YOUR INSTRUCTIONS: State only how many lines below include the word "StandardCoercion".

RECORDS FOR THIS TASK:
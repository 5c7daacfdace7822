//! Evaluation context handed to every protocol operation and native function.

use std::rc::Rc;

use tracing::trace;

use crate::runner::config::RuntimeConfig;
use crate::runner::ds::error::JErrorType;
use crate::runner::ds::number_object::{BooleanObject, NumberObject};
use crate::runner::ds::object::{allocate, JsObjectType};
use crate::runner::ds::object_property::PropertyKey;
use crate::runner::ds::operations::object::{get, put_property};
use crate::runner::ds::realm::{Realm, WellKnownIntrinsics};
use crate::runner::ds::string_object::StringObject;
use crate::runner::ds::value::JsValue;

/// Converts an arbitrary value into an object implementing the protocol.
///
/// Embedders swap this to change how host values are boxed, for example to
/// hand back their own protocol implementors for certain values.
pub trait ObjectCoercion {
    fn to_object(&self, ctx: &mut EvalContext, value: &JsValue) -> Result<JsObjectType, JErrorType>;
}

/// ToObject: primitives are boxed with the realm's prototypes, objects pass
/// through unchanged.
pub struct StandardCoercion;

impl ObjectCoercion for StandardCoercion {
    fn to_object(&self, ctx: &mut EvalContext, value: &JsValue) -> Result<JsObjectType, JErrorType> {
        let realm = ctx.realm();
        match value {
            JsValue::Undefined | JsValue::Null => Err(JErrorType::TypeError(format!(
                "'{}' cannot be converted to object",
                value
            ))),
            JsValue::Boolean(b) => Ok(allocate(BooleanObject::new(
                *b,
                Some(realm.intrinsic(WellKnownIntrinsics::BooleanPrototype)),
            ))),
            JsValue::String(s) => Ok(allocate(StringObject::new(
                s.clone(),
                Some(realm.intrinsic(WellKnownIntrinsics::StringPrototype)),
            ))),
            JsValue::Number(n) => Ok(allocate(NumberObject::new(
                n.clone(),
                Some(realm.intrinsic(WellKnownIntrinsics::NumberPrototype)),
            ))),
            JsValue::Object(o) => Ok(o.clone()),
        }
    }
}

pub struct EvalContext {
    realm: Rc<Realm>,
    config: RuntimeConfig,
    coercion: Rc<dyn ObjectCoercion>,
}

impl EvalContext {
    pub fn new() -> Self {
        Self::with_config(RuntimeConfig::default())
    }

    pub fn with_config(config: RuntimeConfig) -> Self {
        EvalContext {
            realm: Rc::new(Realm::new()),
            config,
            coercion: Rc::new(StandardCoercion),
        }
    }

    pub fn with_coercion(mut self, coercion: Rc<dyn ObjectCoercion>) -> Self {
        self.coercion = coercion;
        self
    }

    pub fn realm(&self) -> Rc<Realm> {
        self.realm.clone()
    }

    pub fn config(&self) -> &RuntimeConfig {
        &self.config
    }

    pub fn global_object(&self) -> JsObjectType {
        self.realm.global_object()
    }

    pub fn to_object(&mut self, value: &JsValue) -> Result<JsObjectType, JErrorType> {
        trace!(value = %value, "coercing value to object");
        let coercion = self.coercion.clone();
        coercion.to_object(self, value)
    }

    /// Reads a property of the global object; `undefined` when absent.
    pub fn get_global(&mut self, name: &str) -> Result<JsValue, JErrorType> {
        let global = self.global_object();
        get(self, &global, &PropertyKey::from_name(name))
    }

    pub fn set_global(&mut self, name: &str, value: JsValue) -> Result<(), JErrorType> {
        let global = self.global_object();
        put_property(self, &global, PropertyKey::from_name(name), value)
    }
}

impl Default for EvalContext {
    fn default() -> Self {
        Self::new()
    }
}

WRITTEN RESPONSE: 3